今回の、Yellow Magic Orchestraのライブは
MELTDOWNという、SOUTH BANK FESTIVALの中の1演目。
毎年、異なるキュレーターによって、様々なアーティストが集められ
今年は、Massive Attackが、Yellow Magic Orchestraを招聘した。

会場はテムズ川沿いの、Royal Festival Hall。
水の近く、ということで、去年のパシフィコ横浜とある意味、雰囲気が似ている。
会場の前には、テムズ川を見下ろす、明るいオープンのBARがあり
一杯飲んでからライブへ、というスタイルがとても良い。
English Gardenが美味しかったが、僕の知ってるカクテル材料とはまったく違っていた。


会場に入って、AFTER SHOW PASSを受け取り、ウロウロすると物販を発見。
なんと、YMOのシャツが売っているではないか。
UK・ロンドンと、スペイン・ヒホンの日程も入っている。
僕は、あまりコレクター欲がないので、買わなかったが
しばらくした後、もういちど通ると、なんと、売り切れ。
横を見ると、ファンキーな英国人が、そのシャツを着て笑っている。
CDも売っており、販売員はいろいろ質問されて大変そうだった。
僕が、代わりに答えてあげようかと思った。


会場に入ると、ステージが近い。
前のほうの列だった人は、ちょっと残念だったのではないだろうか。
Rolandのシンセを発見して、驚くが、そういえば、前座がいたのだと納得。

開場時間から前座のスタートまで時間が少なかったので
わいわいしているうちに、ショウの前座、pivotのライブが始まる。


pivotの30分のライブが終わると、インターバル。
20分のインターバルの間に、7割入りだった客席は、ほぼ埋まっていた。
pivotのパフォーマンスは、すごく良かったのに勿体ない。
と思うが、20時にゃ来れねーよ、という人も多かったのだろう。

日本人は15%くらいだろうか。
10%ってことはないし、20%もいないかな、といった感じ。
ロンドンや周辺国に住む日本人も多いだろうから
もっと日本人率高いかと思っていたが、英国人率が高かった。


僕ら日本人からすれば、去年のHuman Audio Sponge公演もあるし
Yellow Magic Orchestra名義でも、京都でのLIVE EARTHがあったわけだが
ヨーロッパの彼らからすれば、28年ぶりのことだ。
28年というのは、もう具体的な長さではなく、ずっと昔のこと。
音楽関係の人も多いだろうし、メディアの人々もいるだろう。
3000の客席が、埋まってしまうのは当然のことだ。

特筆すべきは、年齢層の広さ。
メインは30代、40代だろうが、10代〜50代くらいまで幅広い。
女性率が高いのは、カップルで見に来る人が多いのだろう。


去年、パシフィコで聞いた、アンビエントのSEが静かに聞こえてくる。
暗転してからではなく、インターバル中に、鳥の声や虫の音が流れ
会場をゆっくりと包んでいく効果は大きかった。

やがて、サポートメンバー、そして、Yellow Magic Orchestraの3人の入場。
そして、HARUOMI HOSONO、YUKIHIRO TAKAHASHI、RYUICHI SAKAMOTOの
文字が、懐かしいオフィシャルの順序で、大きなスクリーンに映し出され
YELLOW MAGIC ORCHESTRA in MELTDOWN@ROYAL FESTIVAL HALLの文字。

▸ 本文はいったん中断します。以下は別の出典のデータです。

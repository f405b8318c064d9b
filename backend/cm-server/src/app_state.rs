use cm_core::CustomerService;

use std::sync::Arc;

use sqlx::SqlitePool;

/// Shared state handed to every handler
#[derive(Clone)]
pub struct AppState {
    pub service: Arc<CustomerService>,
    /// Used by the readiness check
    pub pool: SqlitePool,
}

impl AppState {
    pub fn new(service: Arc<CustomerService>, pool: SqlitePool) -> Self {
        Self { service, pool }
    }
}
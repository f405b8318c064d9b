//! Bounded retries for identity lookups.
//!
//! Waits grow exponentially from `initial_delay`, optionally jittered into
//! 50%-150% of the nominal value. A wait the provider asks for (`Retry-After`)
//! replaces the computed one. No single wait ever exceeds `max_delay`; when
//! the provider asks for longer than that, the lookup gives up instead of
//! retrying early.

use cm_core::IdentityError;

use std::fmt::Display;
use std::time::Duration;

use log::{debug, info, warn};
use tokio::time::sleep;

const DEFAULT_MAX_ATTEMPTS: u32 = 3;
const DEFAULT_INITIAL_DELAY_MS: u64 = 100;
const DEFAULT_MAX_DELAY_SECS: u64 = 5;
const DEFAULT_BACKOFF_MULTIPLIER: f64 = 2.0;
const DEFAULT_JITTER_ENABLED: bool = true;

const JITTER_FLOOR: f64 = 0.5;

#[derive(Debug, Clone)]
pub struct RetryConfig {
    /// Total attempts, including the first
    pub max_attempts: u32,
    pub initial_delay: Duration,
    /// Ceiling for any single wait, jitter and provider requests included
    pub max_delay: Duration,
    pub backoff_multiplier: f64,
    pub jitter: bool,
}

impl Default for RetryConfig {
    fn default() -> Self {
        Self {
            max_attempts: DEFAULT_MAX_ATTEMPTS,
            initial_delay: Duration::from_millis(DEFAULT_INITIAL_DELAY_MS),
            max_delay: Duration::from_secs(DEFAULT_MAX_DELAY_SECS),
            backoff_multiplier: DEFAULT_BACKOFF_MULTIPLIER,
            jitter: DEFAULT_JITTER_ENABLED,
        }
    }
}

/// Errors that say whether another attempt could help
pub trait IsRetryable {
    fn is_retryable(&self) -> bool;

    /// Wait requested by the remote side before the next attempt
    fn retry_after(&self) -> Option<Duration> {
        None
    }
}

impl IsRetryable for IdentityError {
    fn is_retryable(&self) -> bool {
        self.is_transient()
    }

    fn retry_after(&self) -> Option<Duration> {
        IdentityError::retry_after(self)
    }
}

/// Wait schedule for one retried operation.
pub(crate) struct Backoff<'a> {
    config: &'a RetryConfig,
    nominal: Duration,
}

impl<'a> Backoff<'a> {
    pub(crate) fn new(config: &'a RetryConfig) -> Self {
        Self {
            config,
            nominal: config.initial_delay.min(config.max_delay),
        }
    }

    /// Wait before the next attempt, or `None` when the remote side asked
    /// for more than `max_delay`.
    pub(crate) fn next_delay(&mut self, requested: Option<Duration>) -> Option<Duration> {
        let delay = match requested {
            Some(wait) if wait > self.config.max_delay => return None,
            Some(wait) => wait,
            None if self.config.jitter => {
                scale(self.nominal, JITTER_FLOOR + rand::random::<f64>())
            }
            None => self.nominal,
        };

        self.nominal = scale(self.nominal, self.config.backoff_multiplier).min(self.config.max_delay);

        Some(delay.min(self.config.max_delay))
    }
}

/// `duration * factor`, saturating instead of panicking on overflow or NaN
fn scale(duration: Duration, factor: f64) -> Duration {
    Duration::try_from_secs_f64(duration.as_secs_f64() * factor).unwrap_or(Duration::MAX)
}

/// Run `operation` until it succeeds, fails permanently, or runs out of attempts.
pub async fn with_retry<F, Fut, T, E>(
    config: &RetryConfig,
    operation_name: &str,
    mut operation: F,
) -> Result<T, E>
where
    F: FnMut() -> Fut,
    Fut: Future<Output = Result<T, E>>,
    E: Display + IsRetryable,
{
    let mut backoff = Backoff::new(config);
    let mut attempt = 0;

    loop {
        attempt += 1;

        let error = match operation().await {
            Ok(value) => {
                if attempt > 1 {
                    info!("{} succeeded on attempt {}", operation_name, attempt);
                }
                return Ok(value);
            }
            Err(e) => e,
        };

        if !error.is_retryable() || attempt >= config.max_attempts {
            warn!("{} failed after {} attempts: {}", operation_name, attempt, error);
            return Err(error);
        }

        let Some(delay) = backoff.next_delay(error.retry_after()) else {
            warn!(
                "{} asked to wait {:?}, more than the {:?} retry ceiling: {}",
                operation_name,
                error.retry_after(),
                config.max_delay,
                error
            );
            return Err(error);
        };

        debug!(
            "{} attempt {} failed: {}. Retrying in {:?}",
            operation_name, attempt, error, delay
        );
        sleep(delay).await;
    }
}
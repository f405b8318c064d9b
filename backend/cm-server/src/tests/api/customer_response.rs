use crate::CustomerResponse;

use cm_core::{Customer, NewCustomer};

use chrono::NaiveDate;

fn sample_customer() -> Customer {
    Customer::new(NewCustomer {
        full_name: String::from("Jane Doe"),
        email: String::from("jane@example.com"),
        github_username: String::from("validuser"),
        date_of_birth: NaiveDate::from_ymd_opt(1990, 1, 1).unwrap(),
    })
}

#[test]
fn given_customer_when_converted_then_fields_are_copied_and_date_is_iso() {
    // Given
    let customer = sample_customer();
    let id = customer.id;

    // When
    let response = CustomerResponse::from(customer);

    // Then
    assert_eq!(response.id, id.to_string());
    assert_eq!(response.full_name, "Jane Doe");
    assert_eq!(response.email, "jane@example.com");
    assert_eq!(response.github_username, "validuser");
    assert_eq!(response.date_of_birth, "1990-01-01");
}

#[test]
fn given_response_when_serialized_then_uses_camel_case_keys_only() {
    // Given
    let response = CustomerResponse::from(sample_customer());

    // When
    let json = serde_json::to_value(&response).unwrap();

    // Then
    let object = json.as_object().unwrap();
    let mut keys: Vec<&str> = object.keys().map(String::as_str).collect();
    keys.sort_unstable();
    assert_eq!(
        keys,
        ["dateOfBirth", "email", "fullName", "gitHubUsername", "id"]
    );
}
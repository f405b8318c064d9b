pub mod api;
pub mod app_state;
pub mod error;
pub mod health;
pub mod identity;
pub mod logger;
pub mod routes;

#[cfg(test)]
mod tests;

pub use api::{
    customers::{
        customer_list_response::CustomerListResponse,
        customer_response::CustomerResponse,
        customers::{create_customer, delete_customer, get_customer, list_customers, update_customer},
    },
    error::ApiError,
    error::Result as ApiResult,
    problem_details::ProblemDetails,
};
pub use app_state::AppState;

pub use crate::routes::build_router;
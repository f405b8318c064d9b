pub mod connection;
pub mod error;
pub mod repositories;

pub use connection::database::{connect, connect_in_memory, run_migrations};
pub use error::{DbError, Result};
pub use repositories::customer_repository::CustomerRepository;
pub mod database;
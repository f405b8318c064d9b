use std::panic::Location;
use std::path::PathBuf;
use std::result::Result as StdResult;

use error_location::ErrorLocation;
use thiserror::Error as ThisError;

#[derive(ThisError, Debug)]
pub enum ConfigError {
    #[error("{category} error: {message} {location}")]
    Generic {
        category: &'static str,
        message: String,
        location: ErrorLocation,
    },

    #[error("IO error reading {path}: {source}")]
    Io {
        path: PathBuf,
        #[source]
        source: std::io::Error,
    },

    #[error("TOML parse error in {path}: {source}")]
    Toml {
        path: PathBuf,
        #[source]
        source: toml::de::Error,
    },
}

impl ConfigError {
    #[track_caller]
    fn generic<S: Into<String>>(category: &'static str, message: S) -> Self {
        ConfigError::Generic {
            category,
            message: message.into(),
            location: ErrorLocation::from(Location::caller()),
        }
    }

    /// Create a config error
    #[track_caller]
    pub fn config<S: Into<String>>(message: S) -> Self {
        Self::generic("Config", message)
    }

    /// Create a database error
    #[track_caller]
    pub fn database<S: Into<String>>(message: S) -> Self {
        Self::generic("Database", message)
    }

    /// Create a GitHub error
    #[track_caller]
    pub fn github<S: Into<String>>(message: S) -> Self {
        Self::generic("GitHub", message)
    }

    /// Create a logging error
    #[track_caller]
    pub fn logging<S: Into<String>>(message: S) -> Self {
        Self::generic("Logging", message)
    }
}

pub type ConfigErrorResult<T> = StdResult<T, ConfigError>;
use cm_core::{Customer, NewCustomer};

use chrono::NaiveDate;

/// Creates validated customer fields with sensible defaults
pub fn create_test_new_customer(full_name: &str) -> NewCustomer {
    NewCustomer {
        full_name: full_name.to_string(),
        email: "jane@example.com".to_string(),
        github_username: "validuser".to_string(),
        date_of_birth: NaiveDate::from_ymd_opt(1990, 1, 1).unwrap(),
    }
}

/// Creates a test Customer with a fresh id
pub fn create_test_customer(full_name: &str) -> Customer {
    Customer::new(create_test_new_customer(full_name))
}
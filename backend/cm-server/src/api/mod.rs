pub mod customers;
pub mod error;
pub mod problem_details;
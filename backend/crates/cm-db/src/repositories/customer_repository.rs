//! Customer repository backed by SQLite.
//!
//! Deletes are soft: the row keeps its primary key with `deleted_at` set, so an
//! id can never be inserted again. Every read filters on `deleted_at IS NULL`,
//! which makes a deleted customer look exactly like one that never existed.
//!
//! Each operation is a single statement, so SQLite's write lock makes it atomic
//! without an explicit transaction.

use crate::{DbError, Result as DbErrorResult};

use cm_core::{Customer, CustomerStore, NewCustomer, StoreResult};

use std::panic::Location;

use async_trait::async_trait;
use chrono::{DateTime, NaiveDate, Utc};
use error_location::ErrorLocation;
use sqlx::sqlite::SqliteRow;
use sqlx::{Row, SqlitePool};
use uuid::Uuid;

const TABLE: &str = "customers";

#[derive(Clone)]
pub struct CustomerRepository {
    pool: SqlitePool,
}

impl CustomerRepository {
    pub fn new(pool: SqlitePool) -> Self {
        Self { pool }
    }

    pub async fn insert(&self, customer: &Customer) -> DbErrorResult<()> {
        sqlx::query(
            r#"
                INSERT INTO customers (
                    id, full_name, email, github_username, date_of_birth,
                    created_at, updated_at, deleted_at
                ) VALUES (?, ?, ?, ?, ?, ?, ?, NULL)
            "#,
        )
        .bind(customer.id.to_string())
        .bind(&customer.full_name)
        .bind(&customer.email)
        .bind(&customer.github_username)
        .bind(customer.date_of_birth)
        .bind(customer.created_at)
        .bind(customer.updated_at)
        .execute(&self.pool)
        .await?;

        Ok(())
    }

    pub async fn find_by_id(&self, id: Uuid) -> DbErrorResult<Option<Customer>> {
        let row = sqlx::query(
            r#"
                SELECT id, full_name, email, github_username, date_of_birth,
                    created_at, updated_at
                FROM customers
                WHERE id = ? AND deleted_at IS NULL
            "#,
        )
        .bind(id.to_string())
        .fetch_optional(&self.pool)
        .await?;

        row.as_ref().map(customer_from_row).transpose()
    }

    /// Live customers in insertion order
    pub async fn find_all(&self) -> DbErrorResult<Vec<Customer>> {
        let rows = sqlx::query(
            r#"
                SELECT id, full_name, email, github_username, date_of_birth,
                    created_at, updated_at
                FROM customers
                WHERE deleted_at IS NULL
                ORDER BY rowid
            "#,
        )
        .fetch_all(&self.pool)
        .await?;

        rows.iter()
            .map(customer_from_row)
            .collect::<DbErrorResult<Vec<_>>>()
    }

    /// Overwrite all fields of a live customer, returning the stored row
    pub async fn update(
        &self,
        id: Uuid,
        customer: &NewCustomer,
        updated_at: DateTime<Utc>,
    ) -> DbErrorResult<Option<Customer>> {
        let row = sqlx::query(
            r#"
                UPDATE customers
                SET full_name = ?, email = ?, github_username = ?,
                    date_of_birth = ?, updated_at = ?
                WHERE id = ? AND deleted_at IS NULL
                RETURNING id, full_name, email, github_username, date_of_birth,
                    created_at, updated_at
            "#,
        )
        .bind(&customer.full_name)
        .bind(&customer.email)
        .bind(&customer.github_username)
        .bind(customer.date_of_birth)
        .bind(updated_at)
        .bind(id.to_string())
        .fetch_optional(&self.pool)
        .await?;

        row.as_ref().map(customer_from_row).transpose()
    }

    /// Returns whether a live customer was deleted
    pub async fn soft_delete(&self, id: Uuid, deleted_at: DateTime<Utc>) -> DbErrorResult<bool> {
        let result = sqlx::query(
            r#"
                UPDATE customers
                SET deleted_at = ?
                WHERE id = ? AND deleted_at IS NULL
            "#,
        )
        .bind(deleted_at)
        .bind(id.to_string())
        .execute(&self.pool)
        .await?;

        Ok(result.rows_affected() > 0)
    }
}

#[async_trait]
impl CustomerStore for CustomerRepository {
    async fn create(&self, customer: NewCustomer) -> StoreResult<Customer> {
        let customer = Customer::new(customer);
        self.insert(&customer).await?;
        Ok(customer)
    }

    async fn get_by_id(&self, id: Uuid) -> StoreResult<Option<Customer>> {
        Ok(self.find_by_id(id).await?)
    }

    async fn list_all(&self) -> StoreResult<Vec<Customer>> {
        Ok(self.find_all().await?)
    }

    async fn replace(&self, id: Uuid, customer: NewCustomer) -> StoreResult<Option<Customer>> {
        Ok(self.update(id, &customer, Utc::now()).await?)
    }

    async fn delete(&self, id: Uuid) -> StoreResult<bool> {
        Ok(self.soft_delete(id, Utc::now()).await?)
    }
}

fn customer_from_row(row: &SqliteRow) -> DbErrorResult<Customer> {
    let id: String = row.try_get("id")?;

    Ok(Customer {
        id: Uuid::parse_str(&id).map_err(|e| DbError::CorruptRow {
            table: TABLE,
            message: format!("Invalid UUID in customers.id: {}", e),
            location: ErrorLocation::from(Location::caller()),
        })?,
        full_name: row.try_get("full_name")?,
        email: row.try_get("email")?,
        github_username: row.try_get("github_username")?,
        date_of_birth: row.try_get::<NaiveDate, _>("date_of_birth")?,
        created_at: row.try_get::<DateTime<Utc>, _>("created_at")?,
        updated_at: row.try_get::<DateTime<Utc>, _>("updated_at")?,
    })
}
use cm_core::FieldErrors;

use serde::Serialize;

pub const VALIDATION_PROBLEM_TYPE: &str = "https://tools.ietf.org/html/rfc9110#section-15.5.1";
pub const VALIDATION_PROBLEM_TITLE: &str = "One or more validation errors occurred.";
pub const MALFORMED_BODY_TITLE: &str = "The request body is not valid JSON.";

pub const SERVICE_UNAVAILABLE_PROBLEM_TYPE: &str =
    "https://tools.ietf.org/html/rfc9110#section-15.6.4";
pub const SERVICE_UNAVAILABLE_TITLE: &str = "The GitHub identity check could not be completed.";

pub const INTERNAL_PROBLEM_TYPE: &str = "https://tools.ietf.org/html/rfc9110#section-15.6.1";
pub const INTERNAL_TITLE: &str = "An internal error occurred.";

/// RFC 9457 problem body
#[derive(Debug, Serialize)]
pub struct ProblemDetails {
    #[serde(rename = "type")]
    pub problem_type: &'static str,
    pub title: &'static str,
    pub status: u16,
    #[serde(skip_serializing_if = "Option::is_none")]
    pub detail: Option<String>,
    /// Field name to messages, in the order the fields were checked
    #[serde(skip_serializing_if = "Option::is_none")]
    pub errors: Option<FieldErrors>,
}

impl ProblemDetails {
    pub fn validation(errors: FieldErrors) -> Self {
        Self {
            problem_type: VALIDATION_PROBLEM_TYPE,
            title: VALIDATION_PROBLEM_TITLE,
            status: 400,
            detail: None,
            errors: Some(errors),
        }
    }

    pub fn malformed_body(detail: String) -> Self {
        Self {
            problem_type: VALIDATION_PROBLEM_TYPE,
            title: MALFORMED_BODY_TITLE,
            status: 400,
            detail: Some(detail),
            errors: None,
        }
    }

    pub fn service_unavailable() -> Self {
        Self {
            problem_type: SERVICE_UNAVAILABLE_PROBLEM_TYPE,
            title: SERVICE_UNAVAILABLE_TITLE,
            status: 503,
            detail: None,
            errors: None,
        }
    }

    pub fn internal() -> Self {
        Self {
            problem_type: INTERNAL_PROBLEM_TYPE,
            title: INTERNAL_TITLE,
            status: 500,
            detail: None,
            errors: None,
        }
    }
}
use crate::error::{Result as ServerErrorResult, ServerError};

use std::fmt;
use std::path::PathBuf;
use std::time::SystemTime;

use fern::colors::{Color, ColoredLevelConfig};
use fern::{Dispatch, FormatCallback};
use log::{Record, info};

/// Initialize logger with fern
///
/// # Arguments
/// * `log_level` - Log level filter
/// * `log_file` - None = stdout, Some = append to this file
/// * `colored` - Colored level names (ignored when logging to a file)
#[track_caller]
pub fn initialize(
    log_level: cm_config::LogLevel,
    log_file: Option<PathBuf>,
    colored: bool,
) -> ServerErrorResult<()> {
    let level_filter = *log_level;

    let output = if let Some(ref log_path) = log_file {
        let file = std::fs::OpenOptions::new()
            .create(true)
            .append(true)
            .open(log_path)
            .map_err(|e| {
                ServerError::logger(format!(
                    "Failed to open log file {}: {}",
                    log_path.display(),
                    e
                ))
            })?;

        Dispatch::new().format(formatter(None)).chain(file)
    } else if colored {
        let colors = ColoredLevelConfig::new()
            .trace(Color::Magenta)
            .debug(Color::Blue)
            .info(Color::Green)
            .warn(Color::Yellow)
            .error(Color::Red);

        Dispatch::new()
            .format(formatter(Some(colors)))
            .chain(std::io::stdout())
    } else {
        // systemd, docker logs
        Dispatch::new()
            .format(formatter(None))
            .chain(std::io::stdout())
    };

    Dispatch::new()
        .level(level_filter)
        // sqlx logs every statement at info
        .level_for("sqlx", level_filter.min(log::LevelFilter::Warn))
        .chain(output)
        .apply()
        .map_err(|e| ServerError::logger(format!("Failed to initialize logger: {e}")))?;

    match log_file {
        Some(ref path) => info!(
            "Logger initialized: level={:?}, file={}",
            level_filter,
            path.display()
        ),
        None => info!("Logger initialized: level={:?}, stdout", level_filter),
    }

    // Bridge tracing to log
    tracing_log::LogTracer::init().ok();

    Ok(())
}

/// `[date - LEVEL] message [file:line]`
fn formatter(
    colors: Option<ColoredLevelConfig>,
) -> impl Fn(FormatCallback<'_>, &fmt::Arguments<'_>, &Record<'_>) + Sync + Send + 'static {
    move |out, message, record| {
        let level = match colors {
            Some(colors) => colors.color(record.level()).to_string(),
            None => record.level().to_string(),
        };

        out.finish(format_args!(
            "[{date} - {level}] {message} [{file}:{line}]",
            date = humantime::format_rfc3339(SystemTime::now()),
            level = level,
            message = message,
            file = record.file().unwrap_or("unknown"),
            line = record.line().unwrap_or(0),
        ))
    }
}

大文字の「YELLOW MAGIC ORCHESTRA」に、圧倒される、僕と会場。

正直、こんなに反応良いのか、と驚いた。
拍手と歓声がすごい。大歓声。会場が独特の雰囲気になった。
テクノポップのLEGENDに対する敬意と、これからの演奏の期待だろう。


ライブは、以心電信からスタート。
その1曲目で
あぁ、これは、「いまのYellow Magic Orchestra」をみせるのだなと思った。


ライブ前、2つのパターンがあると思っていた。
そのどちらかであると。
1つは、往年の名曲を、数曲混ぜたセットリスト。
1つは、去年の日本からの流れの、いまのセットリスト。

前者であれば、Behind The Maskなどでスタートするであろうと。
しかし、違った。

Yellow Magic Orchestraは、いまも生きているのだ。

ファンとしては、前者を期待していたわけだが
1曲目で趣旨を理解し、Yellow Magic Orchestraのライブを楽しむことにした。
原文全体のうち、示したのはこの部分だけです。